Monitoring¶
Health checks, log monitoring, and alerting for Konsolidat.
Health Endpoints¶
Frappe / Konsol API¶
curl http://localhost:8069/api/method/konsol.api.health
# {"message": {"status": "ok", "app": "konsol"}}
- Guest-accessible — no auth needed
- Confirms Frappe web server and Konsol app are running
- Does not test ClickHouse connectivity
ClickHouse¶
curl "http://localhost:8123/?query=SELECT+1"
# 1
# Or via Docker health check:
docker inspect --format='{{.State.Health.Status}}' konsolidat_clickhouse
# healthy
Full Stack Check¶
Test the complete path (Frappe → ClickHouse):
# Login first
curl -c cookies.txt -X POST http://localhost:8069/api/method/login \
-H "Content-Type: application/json" \
-d '{"usr": "admin", "pwd": "password"}'
# Query via API
curl -b cookies.txt "http://localhost:8069/api/method/konsol.api.epm_value?\
entity=USMF&year=2024&period=1&account=401100"

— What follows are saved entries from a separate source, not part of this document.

use async_trait::async_trait;
use serde_json::Value;
use std::path::{Path, PathBuf};

use hostsweep_core::{Finding, Result, ScanConfig, ScanResult, Severity, TargetKind};
use hostsweep_tools::ToolOverride;

use super::{required_target, target_pid};
use crate::parser::{parse_json_lines, parse_json_str};
use crate::{CommandLine, Scanner};

const DEFAULT_RULES_DIR: &str = "./rules/yara";

/// Pattern matching with YARA-X (`yr scan`)
#[derive(Debug, Clone)]
pub struct YaraScanner {
    rules_dir: PathBuf,
}

impl Default for YaraScanner {
    fn default() -> Self {
        Self {
            rules_dir: PathBuf::from(DEFAULT_RULES_DIR),
        }
    }
}

impl YaraScanner {
    #[must_use]
    pub fn from_override(over: &ToolOverride) -> Self {
        Self {
            rules_dir: over
                .rules_dir
                .clone()
                .unwrap_or_else(|| PathBuf::from(DEFAULT_RULES_DIR)),
        }
    }

    /// Findings for one match record. Accepts the `{"rule", "file"}` form and
    /// the older `{"path", "rules": [...]}` form.
    fn match_findings(record: &Value) -> Vec<Finding> {
        if let Some(rule) = record.get("rule").and_then(Value::as_str) {
            let file = record.get("file").and_then(Value::as_str).unwrap_or("unknown");
            return vec![Self::finding(rule, file, record.get("metadata"), record)];
        }

        let Some(rules) = record.get("rules").and_then(Value::as_array) else {
            return Vec::new();
        };
        let file = record.get("path").and_then(Value::as_str).unwrap_or("unknown");
        rules
            .iter()
            .map(|rule| {
                let name = rule
                    .get("identifier")
                    .and_then(Value::as_str)
                    .unwrap_or("unknown_rule");
                Self::finding(name, file, rule.get("metadata"), record)
            })
            .collect()
    }

    fn finding(rule: &str, file: &str, metadata: Option<&Value>, raw: &Value) -> Finding {
        let meta = |key: &str| metadata.and_then(|m| m.get(key)).and_then(Value::as_str);

        // Unknown or missing severities stay high: a rule matched.
        let severity = meta("severity")
            .and_then(|s| s.parse::<Severity>().ok())
            .unwrap_or(Severity::High);
        let description = meta("description")
            .map_or_else(|| format!("YARA rule '{rule}' matched"), String::from);

        let finding = Finding::new(
            "yara_x",
            severity,
            "suspicious_pattern",
            format!("YARA: {rule}"),
            format!("{description} (matched in {file})"),
            file,
        )
        .with_raw_data(raw.clone());

        match meta("mitre_attack") {
            Some(technique) => finding.with_mitre_attack(technique),
            None => finding,
        }
    }
}

#[async_trait]
impl Scanner for YaraScanner {
    fn tool_name(&self) -> &str {
        "yara_x"
    }

    fn build_command(&self, exe: &Path, config: &ScanConfig, _output_dir: &Path) -> Result<CommandLine> {
        let rules_dir = config
            .extra_str("rules_dir")
            .map_or_else(|| self.rules_dir.clone(), PathBuf::from);

        let mut cmd = CommandLine::new(exe).arg("scan").path_arg(&rules_dir);

        cmd = match target_pid(config)? {
            Some(pid) => cmd.arg("--pid").arg(pid.to_string()),
            None => cmd.arg(required_target(config)?),
        };
        cmd = cmd.args(["--output-format", "json"]);

        if config.target.recursive && config.target.kind == TargetKind::Path {
            cmd = cmd.arg("-r");
        }
        Ok(cmd)
    }

    fn parse_output(&self, result: &ScanResult) -> Result<Vec<Finding>> {
        let text = result.stdout.trim();
        if text.is_empty() {
            return Ok(Vec::new());
        }

        let records = match parse_json_str(text) {
            Ok(Value::Object(obj)) => match obj.get("matches") {
                Some(Value::Array(matches)) => matches.clone(),
                Some(_) => Vec::new(),
                None => vec![Value::Object(obj)],
            },
            Ok(Value::Array(items)) => items,
            Ok(_) => Vec::new(),
            Err(_) => parse_json_lines(text),
        };

        Ok(records.iter().flat_map(Self::match_findings).collect())
    }
}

A successful response with a numeric value confirms the entire pipeline is working.
ClickHouse System Tables¶
Query Performance¶
-- Slowest queries in the last hour
SELECT
query_start_time,
query_duration_ms,
read_rows,
formatReadableSize(read_bytes) as data_read,
query
FROM system.query_log
WHERE type = 'QueryFinish'
AND query_start_time > now() - INTERVAL 1 HOUR
ORDER BY query_duration_ms DESC
LIMIT 10
Database Sizes¶
SELECT
database,
formatReadableSize(sum(bytes_on_disk)) as disk_size,
formatReadableQuantity(sum(rows)) as total_rows,
count() as parts
FROM system.parts
WHERE active AND database LIKE 'epm_%'
GROUP BY database
ORDER BY sum(bytes_on_disk) DESC
Table-Level Detail¶
SELECT
database,
table,
formatReadableSize(sum(bytes_on_disk)) as size,
formatReadableQuantity(sum(rows)) as rows
FROM system.parts
WHERE active AND database = 'epm_gold'
GROUP BY database, table
ORDER BY sum(bytes_on_disk) DESC
Active Connections¶
SELECT * FROM system.processes
Error Log¶
SELECT
event_time,
message
FROM system.text_log
WHERE level = 'Error'
AND event_time > now() - INTERVAL 1 DAY
ORDER BY event_time DESC
LIMIT 20
Frappe Logs¶
Log Files¶
| Log | Path | Content |
|---|---|---|
| Web | ~/frappe-bench/logs/web.log |
HTTP requests to Frappe |
| Worker | ~/frappe-bench/logs/worker.log |
Background job execution |
| Frappe | ~/frappe-bench/logs/frappe.log |
Application errors |
| Scheduler | ~/frappe-bench/logs/scheduler.log |
Scheduled tasks |
Tail API Errors¶
grep "konsol.api" ~/frappe-bench/logs/frappe.log | tail -20
Common Error Patterns¶
| Log Pattern | Meaning |
|---|---|
ClickHouse connection failed |
ClickHouse unreachable from Frappe |
ClickHouse query timeout |
Query exceeded 30s |
ValidationError: Invalid scenario |
Client sent bad scenario value |
403 Forbidden |
User not logged in or lacks permission |
Monitoring Setup¶
UptimeRobot / Pingdom¶
Point at: https://epm.yourcompany.com/api/method/konsol.api.health
- Expected: HTTP 200 with "status": "ok"
- Alert on: Non-200 or timeout
Docker Health Checks¶
Already configured in docker-compose.yml:
healthcheck:
test: ["CMD", "clickhouse-client", "--query", "SELECT 1"]
interval: 10s
timeout: 5s
retries: 5
dbt Test Monitoring¶
After each dbt build, check exit code:
dbt build && echo "SUCCESS" || echo "FAILED — check test output"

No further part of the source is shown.